Genetic Variation in Nef

We observed extensive genetic variation in HIV-1 nef bulk sequences isolated from 686 patients enrolled in the HOMER cohort. The mean Shannon entropy per site was approximately 0.75, commensurate with the overall level of amino acid variability across HIV-1 M group nef sequences (Yusim et al. 2002). In-frame deletions affected 226 (33%) of the sequences, clustering predominantly in three regions spanning codon sites 8–12, 48–50, and 151–158. Using a conservative Bonferroni correction for multiple comparisons (α = 2.43×10 − 4), we found a significant excess of nonsynonymous substitutions above the expected values (i.e., scaled dN − dS values ranging from 0.82 to 4.2) at 18 different codon sites, namely, V10, V11, P14, A15, A23, V33, G83, K92, K94, E98, I101, I133, P150, V153, K178, V182, R188, and L198 (alignment consensus residues and coordinates; see supplementary table S1, Supplementary Material online).

Sequencing mixtures (i.e., ambiguous bases due to multiple peaks in the sequence chromatogram) were abundant, averaging 7.0 mixtures per bulk sequence, suggesting that genetic variation within patients was commensurate with the extensive variation in the patient population. Any given mixture was equally likely to be nonsynonymous (i.e., the ambiguous codon could encode more than one amino acid) as synonymous (odds 2450:2385 = 1.03). Considering that the neutral expectation for these odds is closer to 3 (392:134 = 2.92 for two-way mixtures given the universal genetic code), we interpreted the observed odds as a significant depletion of nonsynonymous mixtures, consistent with purifying selection as a dominant force shaping within-host polymorphism. The difference in the site-specific frequencies of nonsynonymous and synonymous mixtures, normalized, respectively, by their expected values based on the genetic code and empirical base frequencies, was significantly correlated with the quantity dN − dS representing diversifying selection at the level of the host population (Spearman's ρ = 0.803,P < 10 − 15). This correlation implied that the distribution of nonsynonymous mixtures in our sequence alignment was predominantly the outcome of site-specific selection, rather than being an artifact of sequencing error.
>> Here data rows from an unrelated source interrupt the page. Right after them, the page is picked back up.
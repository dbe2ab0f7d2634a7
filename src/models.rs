use std::{collections::BTreeMap, path::PathBuf};

use serde::{Deserialize, Serialize};

use crate::error::UploadError;

/// A file received from the client and parked in the temp directory.
#[derive(Debug, Clone, PartialEq, Eq)]
pub struct UploadedFile {
    pub path: PathBuf,
    pub name: String,
    pub size: u64,
    pub content_type: String,
}

/// Files received under one form field.
///
/// Multipart forms can send one file per field, several files under the same
/// field (`photos[]`), or keyed files (`photos[front]`).
#[derive(Debug, Clone, PartialEq, Eq)]
pub enum FileField {
    Single(UploadedFile),
    List(Vec<FileField>),
    Nested(Vec<(String, UploadedFile)>),
}

impl FileField {
    pub fn flatten_into(self, out: &mut Vec<UploadedFile>) {
        match self {
            FileField::Single(file) => out.push(file),
            FileField::List(fields) => {
                for field in fields {
                    field.flatten_into(out);
                }
            }
            FileField::Nested(entries) => out.extend(entries.into_iter().map(|(_, file)| file)),
        }
    }
}

/// Flatten form fields into the ordered list of files to process.
pub fn flatten_fields(fields: Vec<(String, FileField)>) -> Vec<UploadedFile> {
    let mut files = Vec::new();
    for (_, field) in fields {
        field.flatten_into(&mut files);
    }
    files
}

/// Outcome of one uploaded file, as reported to the client.
#[derive(Debug, Clone, PartialEq, Serialize, Deserialize)]
#[serde(rename_all = "camelCase")]
pub struct FileResult {
    pub original_name: String,
    pub name: String,
    pub size: u64,
    #[serde(rename = "type")]
    pub content_type: String,
    pub destination_dir: String,
    pub url: String,
    pub success: bool,
    pub error: Option<String>,
    pub thumbnails: Vec<String>,
    pub thumbnail_obj: BTreeMap<String, String>,
}

impl FileResult {
    pub fn new(file: &UploadedFile, destination_dir: &str) -> Self {
        Self {
            original_name: file.name.clone(),
            name: file.name.clone(),
            size: file.size,
            content_type: file.content_type.clone(),
            destination_dir: destination_dir.to_string(),
            url: String::new(),
            success: false,
            error: None,
            thumbnails: Vec::new(),
            thumbnail_obj: BTreeMap::new(),
        }
    }

    pub fn succeed(mut self) -> Self {
        self.success = true;
        self.error = None;
        self
    }

    pub fn fail(mut self, err: &UploadError) -> Self {
        self.success = false;
        self.error = Some(err.to_string());
        self
    }

    pub fn record_thumbnail(&mut self, key: String, url: String) {
        self.thumbnails.push(url.clone());
        self.thumbnail_obj.insert(key, url);
    }
}

/// Response body of an upload request.
#[derive(Debug, Clone, PartialEq, Serialize)]
#[serde(untagged)]
pub enum UploadOutcome {
    Batch(Vec<FileResult>),
    Single(FileResult),
    NoFiles { error: String },
}

impl UploadOutcome {
    pub fn no_files() -> Self {
        UploadOutcome::NoFiles { error: UploadError::NoFiles.to_string() }
    }

    /// Number of files that were stored successfully.
    pub fn uploaded(&self) -> usize {
        match self {
            UploadOutcome::Batch(results) => results.iter().filter(|r| r.success).count(),
            UploadOutcome::Single(result) => usize::from(result.success),
            UploadOutcome::NoFiles { .. } => 0,
        }
    }
}
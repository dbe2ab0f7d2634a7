use std::{io::ErrorKind, path::Path, sync::Arc};

use futures::future::join_all;
use tokio::fs;
use tracing::{debug, info};

use crate::{
    config::UploadConfig,
    directory::ensure_dir,
    imaging::{ImageTool, RustImageTool},
    models::{FileResult, UploadOutcome, UploadedFile},
    mover::move_file,
    thumbnail::create_thumbnails,
    validate::validate_file,
};

/// Runs received files through validation, the move into the upload
/// directory and thumbnail generation.
///
/// Cheap to clone; the configuration is shared read-only.
#[derive(Clone)]
pub struct Uploader {
    config: Arc<UploadConfig>,
    images: Arc<dyn ImageTool>,
}

impl Uploader {
    pub fn new(config: UploadConfig) -> Self {
        Self::with_image_tool(config, Arc::new(RustImageTool::new()))
    }

    pub fn with_image_tool(config: UploadConfig, images: Arc<dyn ImageTool>) -> Self {
        Self {
            config: Arc::new(config),
            images,
        }
    }

    pub fn config(&self) -> &UploadConfig {
        &self.config
    }

    /// Process every file of a multipart request.
    ///
    /// Files run concurrently. The outcome is returned once all of them,
    /// thumbnails included, have finished, in the order they were received.
    pub async fn process_batch(&self, files: Vec<UploadedFile>) -> UploadOutcome {
        debug!("Start Uploader!");
        info!(total = files.len(), "Total received files");
        if files.is_empty() {
            return UploadOutcome::no_files();
        }
        ensure_dir(self.config.upload_path()).await;

        let results = join_all(files.iter().map(|file| self.process_file(file))).await;

        for result in &results {
            log_upload_info(result);
        }
        let uploaded = results.iter().filter(|r| r.success).count();
        info!(uploaded, total = results.len(), "Total uploaded files");

        UploadOutcome::Batch(results)
    }

    /// Process the single file of a direct stream upload.
    pub async fn process_single(&self, file: UploadedFile) -> UploadOutcome {
        debug!("Start Uploader!");
        ensure_dir(self.config.upload_path()).await;

        let result = self.process_file(&file).await;
        log_upload_info(&result);

        UploadOutcome::Single(result)
    }

    async fn process_file(&self, file: &UploadedFile) -> FileResult {
        let verdict = if self.config.validate {
            validate_file(file, &self.config)
        } else {
            Ok(())
        };

        let moved = move_file(
            file,
            &self.config.upload_dir,
            verdict,
            &self.config,
            self.images.as_ref(),
        )
        .await;

        create_thumbnails(moved, &self.config, self.images.as_ref()).await
    }

    /// Delete a stored file by name. Only the last path component of `name`
    /// is used. Returns `false` when no such file exists.
    pub async fn remove_file(&self, name: &str) -> std::io::Result<bool> {
        let Some(file_name) = Path::new(name).file_name() else {
            return Ok(false);
        };
        let path = self.config.upload_path().join(file_name);

        match fs::remove_file(&path).await {
            Ok(()) => {
                info!(path = %path.display(), "File removed");
                Ok(true)
            }
            Err(e) if e.kind() == ErrorKind::NotFound => Ok(false),
            Err(e) => Err(e),
        }
    }
}

fn log_upload_info(result: &FileResult) {
    if result.success {
        debug!(
            file = %result.original_name,
            destination_dir = %result.destination_dir,
            name = %result.name,
            "Upload: Completed"
        );
    } else {
        debug!(
            file = %result.original_name,
            error = result.error.as_deref().unwrap_or_default(),
            "Upload: Failed"
        );
    }
}
use crate::{config::UploadConfig, error::ValidationError, models::UploadedFile};

/// Check size bounds and the accepted-type pattern. First failure wins.
///
/// A bound of zero disables that check.
pub fn validate_file(file: &UploadedFile, config: &UploadConfig) -> Result<(), ValidationError> {
    if config.min_file_size > 0 && file.size < config.min_file_size {
        return Err(ValidationError::TooSmall);
    }
    if config.max_file_size > 0 && file.size > config.max_file_size {
        return Err(ValidationError::TooBig);
    }
    if !config.accept_file_types.is_match(&file.name) {
        return Err(ValidationError::TypeNotAllowed);
    }
    Ok(())
}
#![allow(dead_code)]

use std::{
    path::{Path, PathBuf},
    sync::atomic::{AtomicUsize, Ordering},
    time::Duration,
};

use async_trait::async_trait;
use bytes::Bytes;
use fileuploader::{
    ImageTool, ImagingError, ThumbSize, Transform, UploadConfig, UploadOptions, UploadedFile,
};
use image::{ImageFormat, Rgb, RgbImage};
use tempfile::TempDir;

/// Upload sandbox: `public/files` for stored files, `tmp` for received ones.
pub struct Sandbox {
    pub root: TempDir,
}

impl Sandbox {
    pub fn new() -> Self {
        Self { root: TempDir::new().unwrap() }
    }

    pub fn public_dir(&self) -> PathBuf {
        self.root.path().join("public")
    }

    pub fn upload_dir(&self) -> PathBuf {
        self.public_dir().join("files")
    }

    pub fn tmp_dir(&self) -> PathBuf {
        self.root.path().join("tmp")
    }

    pub fn config(&self, options: UploadOptions) -> UploadConfig {
        UploadConfig::resolve(UploadOptions {
            tmp_dir: Some(self.tmp_dir().to_string_lossy().into_owned()),
            public_dir: Some(self.public_dir().to_string_lossy().into_owned()),
            upload_dir: Some(self.upload_dir().to_string_lossy().into_owned()),
            ..options
        })
        .unwrap()
    }

    /// Park `body` in the temp dir as if it had just been received.
    pub fn received(&self, name: &str, body: &[u8]) -> UploadedFile {
        std::fs::create_dir_all(self.tmp_dir()).unwrap();
        let path = self.tmp_dir().join(fileuploader::utils::temp_file_name(name));
        std::fs::write(&path, body).unwrap();
        UploadedFile {
            path,
            name: name.to_string(),
            size: body.len() as u64,
            content_type: "image/png".to_string(),
        }
    }
}

pub fn png_bytes(width: u32, height: u32) -> Vec<u8> {
    let img = RgbImage::from_pixel(width, height, Rgb([30, 120, 200]));
    let mut buf = std::io::Cursor::new(Vec::new());
    img.write_to(&mut buf, ImageFormat::Png).unwrap();
    buf.into_inner()
}

/// Image tool that counts thumbnail calls and finishes them out of order.
#[derive(Default)]
pub struct CountingTool {
    pub thumbnails: AtomicUsize,
    pub transforms: AtomicUsize,
}

impl CountingTool {
    pub fn thumbnail_calls(&self) -> usize {
        self.thumbnails.load(Ordering::SeqCst)
    }
}

#[async_trait]
impl ImageTool for CountingTool {
    async fn transform(
        &self,
        data: Bytes,
        _format: ImageFormat,
        _ops: &[Transform],
        _quality: u8,
    ) -> Result<Bytes, ImagingError> {
        self.transforms.fetch_add(1, Ordering::SeqCst);
        Ok(data)
    }

    async fn thumbnail(
        &self,
        source: &Path,
        target: &Path,
        size: ThumbSize,
    ) -> Result<(), ImagingError> {
        // Smaller sizes finish later
        let delay = 200u64.saturating_sub(u64::from(size.width()));
        tokio::time::sleep(Duration::from_millis(delay)).await;
        tokio::fs::copy(source, target).await?;
        self.thumbnails.fetch_add(1, Ordering::SeqCst);
        Ok(())
    }
}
Among-Host Sequence Coevolution

We used BGM methods to infer a network of interactions between 63 different residues in Nef from the distribution of nonsynonymous substitutions reconstructed from the sequence alignment (fig. 1). A network is a set of nodes that each represent a random variable, in our case being the presence or absence of a nonsynonymous substitution at a given codon site and branch of the phylogeny (Poon et al. 2007). Connections between nodes, termed “edges,” are used to represent interactions, that is, a conditional dependence between variables. Figure 1 depicts a model-averaged network (obtained by sampling from the posterior probability distribution using a Bayesian Monte Carlo Markov chain method) comprising 40 edges whose marginal posterior probabilities exceeded a threshold of 0.95. The majority (88%) of edges in the network connected residues located in the same domain of the Nef protein (namely, anchor versus core domains) with only five edges connecting residues located in different domains (P14/Y203, V16/E151, R19/M173, A50/H116, and T51/Q170; fig. 1). These interdomain edges are consistent with previous observations that anchor residues that interact with the core tend to occur either in close proximity to the protein N-terminus or within the interval bounded by residues 49 and 60 (Groesch and Freire 2007).

FIG. 1.

FIG. 1.

Schematic approximating the anchor and core structures of the HIV-1 Nef protein (thick black lines), annotated with residue–residue interactions from a BGM analysis of a phylogenetic reconstruction of nonsynonymous substitutions. Amino acid sites implicated in epistatic interactions (rectangular nodes) are labeled with the alignment consensus residue and position. Thirty-eight sites that were not implicated in interactions (G3, V10, G12, A15, M20, A23, R35, E38, K39, I43, S46, A49, A53, C55, A56, E62, E63, E65, R71, I101, Y102, Q107, P129, V148, P150, V153, A156, N161, C163, M168, P176, K178, V182, K184, R196, L198, E201, and D205) are omitted for clarity. Putative interactions are depicted as connections (solid or dashed lines) between nodes, labeled with marginal posterior probabilities × 100, using a cutoff value of 0.95. Dashed lines connect sites separated by more than 15 residues in the protein sequence, though the respective amino acids are frequently clustered in the folded protein structure (e.g., 8.3Å from E98 to F143; 13.1Å from A50 to H116). Thirty-nine conditionally independent sites were omitted for clarity. Node names in italics are used to indicate long-distance interactions (> 100 residue separation). Interactions supported by significant correlations in bulk sequencing mixtures are indicated by double lines.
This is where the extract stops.